We will cover the following tasks in 1 hour and 7 minutes:


Introduction and Downloading VGG19 Model

Let’s launch our notebook instances that we created in the previous project. Let’s create a new notebook on this instance which we will use for our training process. Then we will download a VGG19 model from Keras along with its weights pre-trained on the imagenet dataset. We will not use any top layer from the VGG19 model and will add our own top layer to get 128 dimensional vectors for our face embedding.


Creating Embedding Model

We have already downloaded the VGG19 weights and architecture that we will base our embedding model on. We will use the Sequential class from Keras to construct our embedding model. The first layer of this model is going to be the previously downloaded VGG19 model. Of course the VGG19 model does not include a top layer in our case. Then we will Flatten the VGG19 output, add a Dense layer with 128 nodes and sigmoid activation function. We are also using a kernel_initializer. At this point, we don’t need to compile our embedding model. We will use this as part of another computational graph later and set the compile settings of that graph.


Triplet Loss

Let’s first import all the indices of triplets that got saved in our previous example. In triplet loss, we are taking a look at three embedding at a time: anchor, positive and negative. Then, we calculate the euclidean distance between the anchor and positive, and between anchor and negative. The distance between the anchor and positive should be much lower than the distance between the anchor and negative. We will also need to do online mining for the hardest negative example for the model: hardest in the sense that they are the hardest for the model to distinguish from the positive examples given an anchor. Based on this, let’s implement our custom loss function!


Triplet Generator

In this task, we will see how to create a custom data generator that can be used while model training. When we have custom datasets which may be too large to load in memory in entirety, we will need to use data generators like this example to read only a small batch of data at a time and train the model on that batch and then read the next batch and so on.

We will randomly select the triplet examples while creating a new batch of training data. The dataset was already pre-processed before we saved it to disk in the last project so we will save some time in training because of that. We don’t need to worry about the labels as we won’t require those for the triplet loss function.


Face Verifier Network

In this task, we will create a new model using Keras’ Model class which we are calling our Face Verifier Network. This is essentially our Siamese Network which will take three inputs for the three image arrays from the triplet generator and will give us a concatenated output for the three embedding vectors. Then, those three embedding vectors will be used to calculate triplet loss as we will set the loss function for this Face Verifier as the previously defined triplet loss function.

Note that the embedding model being used to calculate embedding vectors is being shared in this network. That is, the weights are shared. We will also compile the Face Verifier with the Adam optimizer with lr=1e-5.


Training with Triplet Loss

As we do this training, we will use an Early Stopping callback so that we don’t do any training that is not required and the training process stops when the network seems to stop making any significant improvement.
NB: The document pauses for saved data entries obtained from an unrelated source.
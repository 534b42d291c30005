//! Operation names and dispatch.
//!
//! API operations are addressed by name (`addNetworkObject`,
//! `getRadiusIdentitySourceList`, ...). Names are resolved once into typed
//! values: [`OperationSpec`] for raw endpoint operations, [`OperationKind`]
//! for the reconciliation behaviour they get, and [`ResourceOperation`] for
//! the operations a typed resource supports.

use std::collections::BTreeMap;
use std::fmt;

use serde_json::Value;

use crate::error::{ReconcileError, Result};
use crate::object::ConfigObject;
use crate::reconciler::{Reconciler, item_url};
use crate::resource::ConfigResource;
use crate::transport::{ApiRequest, HttpMethod, Params, Transport};

/// How a raw operation is executed.
#[derive(Debug, Clone, Copy, PartialEq, Eq)]
pub enum OperationKind {
    /// `add*` + POST: ensure present.
    Add,
    /// `edit*` + PUT: update if different.
    Edit,
    /// `delete*` + DELETE: delete, absent is fine.
    Delete,
    /// Anything else is sent as is.
    Other,
}

impl OperationKind {
    /// Classifies an operation by name prefix and method.
    ///
    /// Some endpoints expose non-CRUD operations, so the method alone is not
    /// enough.
    #[must_use]
    pub fn classify(operation_name: &str, method: HttpMethod) -> Self {
        match method {
            HttpMethod::Post if operation_name.starts_with("add") => Self::Add,
            HttpMethod::Put if operation_name.starts_with("edit") => Self::Edit,
            HttpMethod::Delete if operation_name.starts_with("delete") => Self::Delete,
            _ => Self::Other,
        }
    }
}

/// Method and URL of an API operation.
#[derive(Debug, Clone, PartialEq, Eq)]
pub struct OperationSpec {
    pub method: HttpMethod,
    pub url: String,
}

impl OperationSpec {
    #[must_use]
    pub fn new(method: HttpMethod, url: impl Into<String>) -> Self {
        Self {
            method,
            url: url.into(),
        }
    }
}

/// Operations a typed resource can support.
#[derive(Debug, Clone, Copy, PartialEq, Eq, Hash)]
pub enum ResourceOperation {
    Add,
    Delete,
    Edit,
    Get,
    GetList,
    GetByName,
    Upsert,
    EditByName,
    DeleteByName,
}

impl ResourceOperation {
    pub const ALL: [Self; 9] = [
        Self::Add,
        Self::Delete,
        Self::Edit,
        Self::Get,
        Self::GetList,
        Self::GetByName,
        Self::Upsert,
        Self::EditByName,
        Self::DeleteByName,
    ];

    /// The operation name for a resource type, e.g. `getNetworkObjectList`.
    #[must_use]
    pub fn operation_name(&self, type_name: &str) -> String {
        match self {
            Self::Add => format!("add{type_name}"),
            Self::Delete => format!("delete{type_name}"),
            Self::Edit => format!("edit{type_name}"),
            Self::Get => format!("get{type_name}"),
            Self::GetList => format!("get{type_name}List"),
            Self::GetByName => format!("get{type_name}ByName"),
            Self::Upsert => format!("upsert{type_name}"),
            Self::EditByName => format!("edit{type_name}ByName"),
            Self::DeleteByName => format!("delete{type_name}ByName"),
        }
    }

    /// Resolves an operation name for a resource type.
    #[must_use]
    pub fn parse(operation_name: &str, type_name: &str) -> Option<Self> {
        Self::ALL
            .into_iter()
            .find(|op| op.operation_name(type_name) == operation_name)
    }

    /// The single endpoint call behind this operation, if it maps to one.
    /// Composite operations (upsert and the by-name variants) return `None`.
    #[must_use]
    pub fn endpoint(&self, collection_url: &str) -> Option<OperationSpec> {
        match self {
            Self::Add => Some(OperationSpec::new(HttpMethod::Post, collection_url)),
            Self::GetList => Some(OperationSpec::new(HttpMethod::Get, collection_url)),
            Self::Get => Some(OperationSpec::new(HttpMethod::Get, item_url(collection_url))),
            Self::Edit => Some(OperationSpec::new(HttpMethod::Put, item_url(collection_url))),
            Self::Delete => Some(OperationSpec::new(
                HttpMethod::Delete,
                item_url(collection_url),
            )),
            Self::GetByName | Self::Upsert | Self::EditByName | Self::DeleteByName => None,
        }
    }
}

impl fmt::Display for ResourceOperation {
    fn fmt(&self, f: &mut fmt::Formatter<'_>) -> fmt::Result {
        f.write_str(&self.operation_name(""))
    }
}

/// Endpoint operations known by name.
#[derive(Debug, Clone, Default)]
pub struct OperationRegistry {
    specs: BTreeMap<String, OperationSpec>,
}

impl OperationRegistry {
    #[must_use]
    pub fn new() -> Self {
        Self::default()
    }

    /// Registry with every resource type bundled in [`crate::models`].
    #[must_use]
    pub fn with_builtin_resources() -> Self {
        use crate::models::{
            InternalCertificate, NetworkObject, RadiusIdentitySource,
            SecurityIntelligenceNetworkPolicy,
        };

        Self::new()
            .register::<NetworkObject>()
            .register::<RadiusIdentitySource>()
            .register::<InternalCertificate>()
            .register::<SecurityIntelligenceNetworkPolicy>()
    }

    /// Registers the endpoint operations a resource type supports.
    #[must_use]
    pub fn register<R: ConfigResource>(mut self) -> Self {
        for op in R::OPERATIONS {
            if let Some(spec) = op.endpoint(R::COLLECTION_URL) {
                self.specs.insert(op.operation_name(R::TYPE_NAME), spec);
            }
        }
        self
    }

    /// Looks up an operation by name.
    ///
    /// # Errors
    ///
    /// Returns `ReconcileError::UnsupportedOperation` for unknown names.
    pub fn get(&self, name: &str) -> Result<&OperationSpec> {
        self.specs.get(name).ok_or_else(|| {
            ReconcileError::unsupported(format!("Invalid operation name provided: {name}"))
        })
    }

    /// Names of all registered operations.
    pub fn names(&self) -> impl Iterator<Item = &str> {
        self.specs.keys().map(String::as_str)
    }
}

/// Executes a named endpoint operation with reconciliation semantics.
///
/// `add*` operations are idempotent creates, `edit*` operations skip the
/// write when nothing changed, `delete*` operations tolerate an already
/// absent object. Everything else is sent unchanged.
pub async fn run_operation<T: Transport>(
    reconciler: &mut Reconciler<T>,
    name: &str,
    spec: &OperationSpec,
    data: Option<ConfigObject>,
    path_params: &Params,
    query_params: &Params,
) -> Result<Value> {
    let require_data = |data: Option<ConfigObject>| {
        data.ok_or_else(|| ReconcileError::validation(format!("{name} requires data")))
    };

    match OperationKind::classify(name, spec.method) {
        OperationKind::Add => {
            reconciler
                .ensure_present(&spec.url, require_data(data)?, path_params, query_params)
                .await
        }
        OperationKind::Edit => {
            reconciler
                .update(&spec.url, require_data(data)?, path_params)
                .await
        }
        OperationKind::Delete => Ok(reconciler
            .delete(&spec.url, path_params)
            .await?
            .into_response()),
        OperationKind::Other => {
            let mut request = ApiRequest::new(spec.method, spec.url.clone())
                .with_path_params(path_params.clone())
                .with_query_params(query_params.clone());
            if let Some(data) = data {
                request = request.with_body(data);
            }
            reconciler.send_request(&request).await
        }
    }
}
Because of the negative mining concept, the batch size should be higher than what we would normally use. In fact, the Facenet paper uses almost 1800 examples in one batch. We are creating a much smaller version of that implementation and also happen to have lesser memory, so we will use only 16 steps per epoch with a batch size of about 100 examples.


Training History

You will see a general downward trend for your loss values. We will plot the loss values on a graph to take a look at the trend. We will save our model as a Keras .h5 model.


Euclidean Distances

Is there a meaningful difference between the euclidean distances between the anchor and positive examples and between anchor and negative examples. In this task, we will randomly select a few examples and get the embedding vectors as predicted by our embedding model.

We will then define a simple function to calculate euclidean distances between two vectors. Then, we will find the distances between the anchor and positive examples, and between the anchor and negative examples. When these two distances are plotted on a graph, we will notice how the distance values between the anchor and positive examples are much lower, in general, compared to the distance values between the anchor and negative examples.

Watch Preview

Preview the instructions that you will follow along in a hands-on session in your browser.

Amit Yadav

About the Host (Amit Yadav)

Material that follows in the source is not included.